La Fed pourrait aussi différer sa hausse, car les derniers indicateurs montrent que l'inflation n'a pas empêché les Etats-Unis d'enregistrer une croissance économique plus vigoureuse que prévu en 2023, s'accélérant même par rapport à 2022, à 2,5%. Quant au taux de chômage, il est toujours à ses niveaux les plus bas depuis 50 ans, à 3,7% en décembre, mais se rééquilibre progressivement.

Malgré ces signaux, certains analystes parient toujours sur une baisse des taux dès mars prochain. D'autres acteurs du marché tablent plutôt sur le mois de mai, selon l'évaluation des experts du groupe de courtage américain CME.

La BCE prête à dégainer la première

En Europe, l'humeur est un peu différente. Alors que l'économie européenne s'enlise dans une stagnation, le scénario d'une baisse des taux directeurs, de nature à relancer la croissance de l'activité, se confirme. Une semaine après avoir maintenu une nouvelle fois les taux inchangés, Christine Lagarde, la présidente de la BCE a assuré mardi sur la chaîne américaine CNN que la prochaine évolution des taux serait une baisse.

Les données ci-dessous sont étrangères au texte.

//! Stateless HTTP request builder and response parser for the review-me API.
//!
//! # Design
//! `ReviewClient` holds only the resolved `Endpoints` and carries no mutable
//! state between calls. Each operation is split into a `build_*` method that
//! produces an `HttpRequest` and a `parse_*` method that consumes an
//! `HttpResponse`. `ReviewApi` glues the two halves to a `Transport`; callers
//! with their own HTTP stack can drive them directly.

use serde::de::DeserializeOwned;
use serde::Serialize;
use tracing::warn;

use crate::config::ServerConfig;
use crate::endpoints::Endpoints;
use crate::error::{ClientError, Result};
use crate::http::{HttpMethod, HttpRequest, HttpResponse};
use crate::types::{
    DetailedReview, GroupAccess, GroupAccessCheck, ReviewGroup, ReviewGroupCreated, ReviewGroupCreation,
    ReviewList, ReviewListQuery, WritingReviewInfo,
};

/// Header carrying the group password on received-review reads.
pub const GROUP_ACCESS_CODE_HEADER: &str = "groupAccessCode";

/// Synchronous, stateless client for the review-me API.
#[derive(Debug, Clone, PartialEq, Eq)]
pub struct ReviewClient {
    endpoints: Endpoints,
}

impl ReviewClient {
    /// Resolve the base URL from `config` once; it is never re-resolved.
    pub fn new(config: &ServerConfig) -> Self {
        Self {
            endpoints: Endpoints::new(config),
        }
    }

    pub fn with_base_url(base_url: &str) -> Self {
        Self {
            endpoints: Endpoints::with_base_url(base_url),
        }
    }

    pub fn endpoints(&self) -> &Endpoints {
        &self.endpoints
    }

    /// The payload is serialized as-is, so any `Serialize` value works;
    /// `ReviewData` is the shape the backend expects.
    pub fn build_post_review<T: Serialize + ?Sized>(&self, review: &T) -> Result<HttpRequest> {
        json_post(self.endpoints.posting_review(), review)
    }

    pub fn build_get_data_to_write_review(&self, review_request_code: &str) -> HttpRequest {
        HttpRequest {
            method: HttpMethod::Get,
            url: self.endpoints.getting_data_to_write_review(review_request_code),
            headers: Vec::new(),
            body: None,
        }
    }

    /// `group_access_code` goes out as the `groupAccessCode` header; the URL
    /// does not change with it.
    pub fn build_get_detailed_review(
        &self,
        review_id: u64,
        member_id: u64,
        group_access_code: Option<&str>,
    ) -> HttpRequest {
        with_access_code(
            json_get(self.endpoints.getting_detailed_review(review_id, member_id)),
            group_access_code,
        )
    }

    pub fn build_get_review_list(&self, query: &ReviewListQuery, group_access_code: Option<&str>) -> HttpRequest {
        with_access_code(json_get(self.endpoints.getting_review_list(query)), group_access_code)
    }

    pub fn build_create_review_group(&self, input: &ReviewGroupCreation) -> Result<HttpRequest> {
        json_post(self.endpoints.posting_data_for_review_request_code(), input)
    }

    pub fn build_check_group_access_code(&self, input: &GroupAccessCheck) -> Result<HttpRequest> {
        json_post(self.endpoints.checking_password(), input)
    }

    pub fn build_get_review_group(&self, review_request_code: &str) -> HttpRequest {
        HttpRequest {
            method: HttpMethod::Get,
            url: self.endpoints.getting_review_group_data(review_request_code),
            headers: Vec::new(),
            body: None,
        }
    }

    /// The confirmation object is returned untyped.
    pub fn parse_post_review(&self, response: HttpResponse) -> Result<serde_json::Value> {
        decode(response)
    }

    pub fn parse_get_data_to_write_review(&self, response: HttpResponse) -> Result<WritingReviewInfo> {
        decode(response)
    }

    pub fn parse_get_detailed_review(&self, response: HttpResponse) -> Result<DetailedReview> {
        decode(response)
    }

    pub fn parse_get_review_list(&self, response: HttpResponse) -> Result<ReviewList> {
        decode(response)
    }

    pub fn parse_create_review_group(&self, response: HttpResponse) -> Result<ReviewGroupCreated> {
        decode(response)
    }

    pub fn parse_check_group_access_code(&self, response: HttpResponse) -> Result<GroupAccess> {
        decode(response)
    }

    pub fn parse_get_review_group(&self, response: HttpResponse) -> Result<ReviewGroup> {
        decode(response)
    }
}

fn json_headers() -> Vec<(String, String)> {
    vec![("content-type".to_string(), "application/json".to_string())]
}

fn json_get(url: String) -> HttpRequest {
    HttpRequest {
        method: HttpMethod::Get,
        url,
        headers: json_headers(),
        body: None,
    }
}

fn with_access_code(mut request: HttpRequest, group_access_code: Option<&str>) -> HttpRequest {
    if let Some(code) = group_access_code {
        request
            .headers
            .push((GROUP_ACCESS_CODE_HEADER.to_string(), code.to_string()));
    }
    request
}

fn json_post<T: Serialize + ?Sized>(url: String, input: &T) -> Result<HttpRequest> {
    let body = serde_json::to_string(input).map_err(|e| ClientError::Serialization(e.to_string()))?;
    Ok(HttpRequest {
        method: HttpMethod::Post,
        url,
        headers: json_headers(),
        body: Some(body),
    })
}

/// Any non-2xx status becomes `ClientError::Api`.
fn check_status(response: &HttpResponse) -> Result<()> {
    if response.is_success() {
        return Ok(());
    }
    warn!(status = response.status, "request failed");
    Err(ClientError::from_status(response.status))
}

fn decode<T: DeserializeOwned>(response: HttpResponse) -> Result<T> {
    check_status(&response)?;
    serde_json::from_str(&response.body).map_err(|e| ClientError::Decode(e.to_string()))
}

« Il peut y avoir plusieurs pauses, mais le prochain mouvement se fera à la baisse », a-t-elle déclaré, en précisant que les membres du Conseil des gouverneurs de la Banque centrale européenne (BCE) étaient sur la même ligne. « Si nous avons le choix entre augmenter et réduire, ce sera de les réduire », a-t-elle ajouté.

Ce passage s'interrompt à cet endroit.